● What you need to do: Filter on the word "connection": copy each matching line from the listing below.

● Source material:
use derive_more::From;
use thiserror::Error;

use crate::codec::{AssemblerError, BacklightError, CodecError, FramerError, ReportError};
use crate::detect::Generation;
use crate::protocol::{EndpointId, endpoint_metadata};

/// Errors returned by BLE interaction operations.
#[derive(Debug, Error)]
pub enum InteractionError {
    #[error("BLE operation failed")]
    Ble(#[from] btleplug::Error),
    #[error("no BLE adapters were found")]
    NoAdapters,
    #[error("no Power Watchdog matching `{target}` was found within {timeout}")]
    DeviceNotFound { target: String, timeout: String },
    #[error("fake device `{address}` refused the connection")]
    FakeConnectRefused { address: String },
    #[error(
        "required endpoint `{name}` ({uuid}) was not found on the connected device",
        name = endpoint_metadata(*endpoint).name(),
        uuid = endpoint_metadata(*endpoint).uuid()
    )]
    MissingEndpoint { endpoint: EndpointId },
    #[error("the link to the device is closed")]
    LinkClosed,
    #[error("failed while waiting for Ctrl+C")]
    CtrlC { source: std::io::Error },
    #[error(transparent)]
    Fixture(#[from] FixtureError),
}

/// Errors returned when parsing fake interaction fixtures.
#[derive(Debug, Error)]
pub enum FixtureError {
    #[error("hex payload length must be even")]
    InvalidHexLength,
    #[error("hex payload contains invalid byte `{value}`")]
    InvalidHexByte { value: String },
}

/// Reasons a single connection attempt failed.
#[derive(Debug, Error)]
pub enum ConnectError {
    #[error(transparent)]
    Transport(#[from] InteractionError),
    #[error(
        "connected device does not expose the {generation} service {uuid}",
        uuid = endpoint_metadata(*service).uuid()
    )]
    ServiceMismatch {
        generation: Generation,
        service: EndpointId,
    },
    #[error("connected device name `{name}` does not look like a {generation} Power Watchdog")]
    NameMismatch { generation: Generation, name: String },
}

/// Errors returned by the coordinator command API.
#[derive(Debug, Error)]
pub enum CommandError {
    #[error("the device is not connected")]
    NotConnected,
    #[error("{generation} devices do not accept commands")]
    Unsupported { generation: Generation },
    #[error("the coordinator has been torn down")]
    TornDown,
    #[error(transparent)]
    InvalidBacklight(#[from] BacklightError),
    #[error("failed to encode command")]
    Encode(#[source] CodecError),
    #[error("failed to write command to the device")]
    Write(#[source] InteractionError),
}

/// Errors returned by telemetry initialisation.
#[derive(Debug, Error)]
pub(crate) enum TelemetryError {
    #[error("failed to install tracing subscriber")]
    Subscriber(#[from] tracing_subscriber::util::TryInitError),
}

/// Top-level protocol errors wrapping module-specific error types.
#[derive(Debug, Error, From)]
pub enum ProtocolError {
    #[error(transparent)]
    #[from(AssemblerError, Box<AssemblerError>)]
    Assembler(Box<AssemblerError>),
    #[error(transparent)]
    #[from(FramerError, Box<FramerError>)]
    Framer(Box<FramerError>),
    #[error(transparent)]
    #[from(ReportError, Box<ReportError>)]
    Report(Box<ReportError>),
    #[error(transparent)]
    #[from(CodecError, Box<CodecError>)]
    Codec(Box<CodecError>),
    #[error(transparent)]
    #[from(FixtureError, Box<FixtureError>)]
    Fixture(Box<FixtureError>),
    #[error("capture ended with {remaining} unframed byte(s)")]
    #[from(skip)]
    TrailingBytes { remaining: usize },
}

● Output:
    #[error("fake device `{address}` refused the connection")]
/// Reasons a single connection attempt failed.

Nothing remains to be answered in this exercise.